From the line that includes "Per-observer tracking lists" to the last line of the data, quote each line precisely; both boundary lines belong in the answer.

"""

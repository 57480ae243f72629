//! Game module
//!
//! This module contains the core game logic for the Rustscape server:
//! - World management (tick scheduling, entity updates)
//! - Player management (state, skills, movement)
//! - Coordinate model (region/zone/mapsquare derivation)
//! - Movement queue and run energy
//! - Per-observer tracking lists
//! - Collision grid
//! - NPC definitions/instances
//! - Player persistence hook

pub mod collision;
pub mod coord;
pub mod movement;
pub mod npc;
pub mod player;
pub mod store;
pub mod tracking;
pub mod world;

"""

### RESULT FOR THIS EXERCISE
//! - Per-observer tracking lists
//! - Collision grid
//! - NPC definitions/instances
//! - Player persistence hook

pub mod collision;
pub mod coord;
pub mod movement;
pub mod npc;
pub mod player;
pub mod store;
pub mod tracking;
pub mod world;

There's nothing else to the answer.